Mr. Kerry heads to New Hampshire on Monday and expects to have several Democratic colleagues around the country join in a coordinated attack on President Bush's handling of the economy.
In an ongoing effort to make the economy the central issue in the presidential campaign, Mr. Kerry's campaign issued a so-called "misery index" today that purports to show that under Mr. Bush, the economic power of middle-class families has deteriorated at record levels.
The misery index is based on median family income, private-sector job growth, the rate of home ownership, the increase in the number of personal bankruptcies and the cost of college tuition, health care and gasoline cost.

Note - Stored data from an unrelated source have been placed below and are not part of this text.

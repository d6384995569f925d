//! Persistent id → text mapping of document chunks.

use std::collections::BTreeMap;
use std::fs;
use std::path::Path;

use serde::{Deserialize, Serialize};
use tracing::info;

use super::chunker::Chunk;
use crate::{Error, Result};

/// Ordered chunk storage with random access by id and id±1.
#[derive(Debug, Clone, Default, PartialEq, Eq, Serialize, Deserialize)]
#[serde(transparent)]
pub struct ChunkStore {
    chunks: BTreeMap<usize, String>,
}

impl ChunkStore {
    pub fn new() -> Self {
        Self::default()
    }

    pub fn from_chunks(chunks: impl IntoIterator<Item = Chunk>) -> Self {
        Self {
            chunks: chunks
                .into_iter()
                .filter(|c| !c.text.is_empty())
                .map(|c| (c.id, c.text))
                .collect(),
        }
    }

    pub fn len(&self) -> usize {
        self.chunks.len()
    }

    pub fn is_empty(&self) -> bool {
        self.chunks.is_empty()
    }

    pub fn contains(&self, id: i64) -> bool {
        usize::try_from(id)
            .map(|id| self.chunks.contains_key(&id))
            .unwrap_or(false)
    }

    /// Text of chunk `id`.
    pub fn get(&self, id: i64) -> Result<&str> {
        usize::try_from(id)
            .ok()
            .and_then(|key| self.chunks.get(&key))
            .map(String::as_str)
            .ok_or(Error::ReferentialIntegrity(id))
    }

    /// Text of the chunk following `id`.
    pub fn next(&self, id: i64) -> Result<&str> {
        let next = id.checked_add(1).ok_or(Error::ReferentialIntegrity(id))?;
        self.get(next)
    }

    /// Text of the chunk preceding `id`.
    pub fn previous(&self, id: i64) -> Result<&str> {
        let previous = id.checked_sub(1).ok_or(Error::ReferentialIntegrity(id))?;
        self.get(previous)
    }

    pub fn iter(&self) -> impl Iterator<Item = (usize, &str)> {
        self.chunks.iter().map(|(id, text)| (*id, text.as_str()))
    }

    /// Write the store as a JSON object, creating parent directories.
    pub fn save(&self, path: impl AsRef<Path>) -> Result<()> {
        let path = path.as_ref();
        if let Some(parent) = path.parent().filter(|p| !p.as_os_str().is_empty()) {
            fs::create_dir_all(parent)?;
        }
        let json = serde_json::to_string_pretty(self)?;
        fs::write(path, json)?;
        info!("Chunks exported to {} ({} chunks)", path.display(), self.len());
        Ok(())
    }

    pub fn load(path: impl AsRef<Path>) -> Result<Self> {
        let path = path.as_ref();
        let content = fs::read_to_string(path).map_err(|e| {
            Error::Document(format!("failed to read chunks {}: {}", path.display(), e))
        })?;
        Ok(serde_json::from_str(&content)?)
    }
}
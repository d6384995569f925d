//! Index an exported graph into the similarity index.

use std::path::PathBuf;

use anyhow::{Context, Result};

use super::node_indexer;
use crate::config::Config;
use crate::graph::KnowledgeGraph;

/// Re-embed every node of the graph at `graph` (default `paths.graph`).
pub async fn run(config: &Config, graph: Option<PathBuf>) -> Result<usize> {
    let graph_path = graph.unwrap_or_else(|| config.paths.graph.clone());
    let graph = KnowledgeGraph::load_gml(&graph_path)
        .with_context(|| format!("Failed to load graph {}", graph_path.display()))?;

    let indexed = node_indexer(config)?.index_graph(&graph).await?;
    println!(
        "{} nodes from {} indexed into '{}'",
        indexed,
        graph_path.display(),
        config.index.name
    );
    Ok(indexed)
}

#[cfg(test)]
mod tests {
    use super::*;
    use crate::analysis::LocalIndex;
    use crate::config::EmbedderKind;
    use crate::graph::{AtomicFact, EdgeMatching, FactTable};
    use tempfile::tempdir;

    #[tokio::test]
    async fn indexes_exported_graph_into_local_snapshot() {
        let dir = tempdir().unwrap();
        let mut config = Config::default();
        config.index.embedder = EmbedderKind::Local;
        config.index.dimension = 16;
        config.paths.local_index = dir.path().join("index.json");
        config.paths.graph = dir.path().join("graph.gml");

        let mut table = FactTable::new();
        table.push("tokyo", AtomicFact::new("Tokyo is in Japan", 0));
        table.push("japan", AtomicFact::new("Japan is an island nation", 1));
        KnowledgeGraph::build(table, EdgeMatching::Exact)
            .export_gml(&config.paths.graph)
            .unwrap();

        assert_eq!(run(&config, None).await.unwrap(), 2);

        let snapshot = LocalIndex::open(&config.paths.local_index).unwrap();
        assert_eq!(snapshot.len(&config.index.name).await, Some(2));
    }

    #[tokio::test]
    async fn missing_graph_is_reported() {
        let dir = tempdir().unwrap();
        let err = run(&Config::default(), Some(dir.path().join("none.gml")))
            .await
            .unwrap_err();
        assert!(err.to_string().contains("none.gml"));
    }
}
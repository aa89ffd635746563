use bytes::Bytes;

use super::{BuildContext, BuilderCore, FrameBuilder, check_width, normalize_error_code};
use crate::frame::error::FrameError;
use crate::frame::types::{FrameType, GoAwayFrame, StreamId};

/// Builder for GOAWAY frames.
///
/// The last stream identifier names a stream the receiver opened, so it
/// must be zero or have the receiver's parity. The error code is
/// required.
#[derive(Debug)]
pub struct GoAwayBuilder {
    core: BuilderCore,
    last_stream_id: u32,
    error_code: Option<u32>,
    debug_data: Option<Bytes>,
}

impl GoAwayBuilder {
    pub fn new(ctx: BuildContext) -> Self {
        Self {
            core: BuilderCore::new(FrameType::GoAway, ctx),
            last_stream_id: 0,
            error_code: None,
            debug_data: None,
        }
    }

    pub fn set_last_stream_id(&mut self, stream_id: u32) -> Result<&mut Self, FrameError> {
        if self.core.validate() {
            check_width("last stream ID", stream_id as u64, 31)?;
            let parity = self.core.ctx().receiver_parity();
            if stream_id != 0 && !parity.matches(stream_id) {
                return Err(FrameError::StreamParity {
                    field: "last stream ID",
                    id: stream_id,
                    expected: parity,
                });
            }
        }
        self.last_stream_id = stream_id;
        Ok(self)
    }

    pub fn set_error_code(&mut self, code: impl Into<u32>) -> Result<&mut Self, FrameError> {
        self.error_code = Some(normalize_error_code(self.core.validate(), code.into()));
        Ok(self)
    }

    /// Opaque diagnostic data. Empty data is the same as none.
    pub fn set_debug_data(&mut self, data: impl Into<Bytes>) -> Result<&mut Self, FrameError> {
        let data = data.into();
        self.debug_data = (!data.is_empty()).then_some(data);
        Ok(self)
    }
}

impl FrameBuilder for GoAwayBuilder {
    type Frame = GoAwayFrame;

    fn core(&mut self) -> &mut BuilderCore {
        &mut self.core
    }

    fn build(self) -> Result<GoAwayFrame, FrameError> {
        let error_code = match self.error_code {
            Some(code) => code,
            None if self.core.validate() => return Err(self.core.missing("error code")),
            None => 0,
        };

        let debug_len = self.debug_data.as_ref().map_or(0, |data| data.len() as u64);
        let header = self.core.finish(8 + debug_len)?;

        Ok(GoAwayFrame {
            header,
            last_stream_id: StreamId::new(self.last_stream_id),
            error_code,
            debug_data: self.debug_data,
        })
    }
}

#[cfg(test)]
mod tests {
    use super::*;
    use crate::frame::builder::Role;
    use crate::frame::error::ErrorCode;
    use crate::frame::types::Parity;

    #[test]
    fn test_goaway_build() {
        let mut builder = GoAwayBuilder::new(BuildContext::new(Role::Server, false));
        builder
            .set_last_stream_id(1)
            .unwrap()
            .set_error_code(ErrorCode::Http11Required)
            .unwrap();
        let frame = builder.build().unwrap();

        assert_eq!(frame.last_stream_id().value(), 1);
        assert_eq!(frame.error_code(), ErrorCode::Http11Required);
        assert_eq!(frame.payload_size(), 8);
        assert_eq!(frame.debug_data(), None);
    }

    #[test]
    fn test_goaway_debug_data() {
        let mut builder = GoAwayBuilder::new(BuildContext::new(Role::Server, false));
        builder
            .set_error_code(ErrorCode::EnhanceYourCalm)
            .unwrap()
            .set_debug_data(&b"too many requests"[..])
            .unwrap();
        let frame = builder.build().unwrap();
        assert_eq!(frame.payload_size(), 8 + 17);
        assert_eq!(&frame.debug_data().unwrap()[..], b"too many requests");
    }

    #[test]
    fn test_goaway_empty_debug_data_is_none() {
        let mut builder = GoAwayBuilder::new(BuildContext::default());
        builder
            .set_error_code(ErrorCode::NoError)
            .unwrap()
            .set_debug_data(Bytes::new())
            .unwrap();
        assert_eq!(builder.build().unwrap().debug_data(), None);
    }

    #[test]
    fn test_goaway_last_stream_parity() {
        // A client's GOAWAY names the last server-initiated stream
        let mut builder = GoAwayBuilder::new(BuildContext::new(Role::Client, false));
        assert!(matches!(
            builder.set_last_stream_id(3),
            Err(FrameError::StreamParity {
                expected: Parity::Even,
                ..
            })
        ));
        assert!(builder.set_last_stream_id(2).is_ok());
        assert!(builder.set_last_stream_id(0).is_ok());
    }

    #[test]
    fn test_goaway_minimum_payload() {
        let mut builder = GoAwayBuilder::new(BuildContext::default());
        assert!(matches!(
            builder.set_payload_size(7),
            Err(FrameError::PayloadTooShort { minimum: 8, .. })
        ));
    }

    #[test]
    fn test_goaway_requires_error_code() {
        let builder = GoAwayBuilder::new(BuildContext::default());
        assert!(matches!(
            builder.build(),
            Err(FrameError::MissingField { .. })
        ));
    }

    #[test]
    fn test_goaway_nonzero_stream() {
        let mut builder = GoAwayBuilder::new(BuildContext::default());
        builder
            .set_stream_id(1)
            .unwrap()
            .set_error_code(ErrorCode::NoError)
            .unwrap();
        assert!(matches!(
            builder.build(),
            Err(FrameError::StreamIdMustBeZero { .. })
        ));
    }
}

The Kerry campaign has computed that the "misery index" in the last three years under Mr. Bush has been the worst in in three decades, with the biggest problems being the rise in college tuition (up 13 percent from 2002 to 2003), the loss of private-sector jobs, the rise in health premiums and the decline in family income.
Annulments are NOT hard to get. They take time, but over 50,000 annulments were granted in the US last year.
And, I've read reliable accounts that Kerry DID, in fact, get an annulment from his first wife.
Money is not a determining factor in who gets an annulment. It never has been.
Sadly, this isn't the case. Now adays the Church (at least in the U.S.) pretty much assumes the both spouses are crossing their fingers when they say "I do"
Which, I suppose, would also explain the Church's condemnation of capital punishment. Yet nobody is talking about denying the sacraments to a politician who supports that.
And divorce is specifically condemned in Christ's own words in Matthew and Mark, and those like Kerry (or Gingrich and Reagan for that matter) who divorce and remarry are living adulterous lives. Yet we don't condemn those who support divorce. In fact we cheer them on as they make divorce easier and provide tax incentives for those who destroy their families. So by all means deny those who support abortion rights access to Communion, I don't have a problem with that. But advocate the same for those who support other positions that are contrary to church dogma, like capital punishment and divorce. It's only right, wouldn't you agree?
Anti-capital punishment is not a dogma of the Catholic Church. Never was. Never will be.
Has anyone told the Pope that?
Obviously. Or else he'd raise it to that level. As he is very much against capital punishment.
Dennis, I worked in a marriage tribunal role for ten years, ending in 1996.
You are simply wrong, not only about the "annulments outside those parameters," but also about money being needed to obtain such an annulment.
Psychological grounds form the basis for 99% of all anulments granted today, with "inability to form a sacramental union" being the most predominant.
Actually, that is this particular pope and from what I've read of it he condemns it only circumstantially to exclude places where it cannot be guaranteed that the offender will not be released. It is also the case that the majority of popes before him have not condemned it similarly. Abortion, on the other hand, has been consistently denounced by the church's theologians since roughly the first or second centuries.
And divorce is specifically condemned in Christ's own words in Matthew and Mark, and those like Kerry (or Gingrich and Reagan for that matter) who divorce and remarry are living adulterous lives.
The traditional way "out" of this in catholic circles is an annulment, which can legitimately occur under several circumstances, among them certain cases where adultery has already happened.
Yet we don't condemn those who support divorce.
You may not. Others, including most catholics, tend to believe that divorce procedures have become far too lax and should require some form of cause to be stated.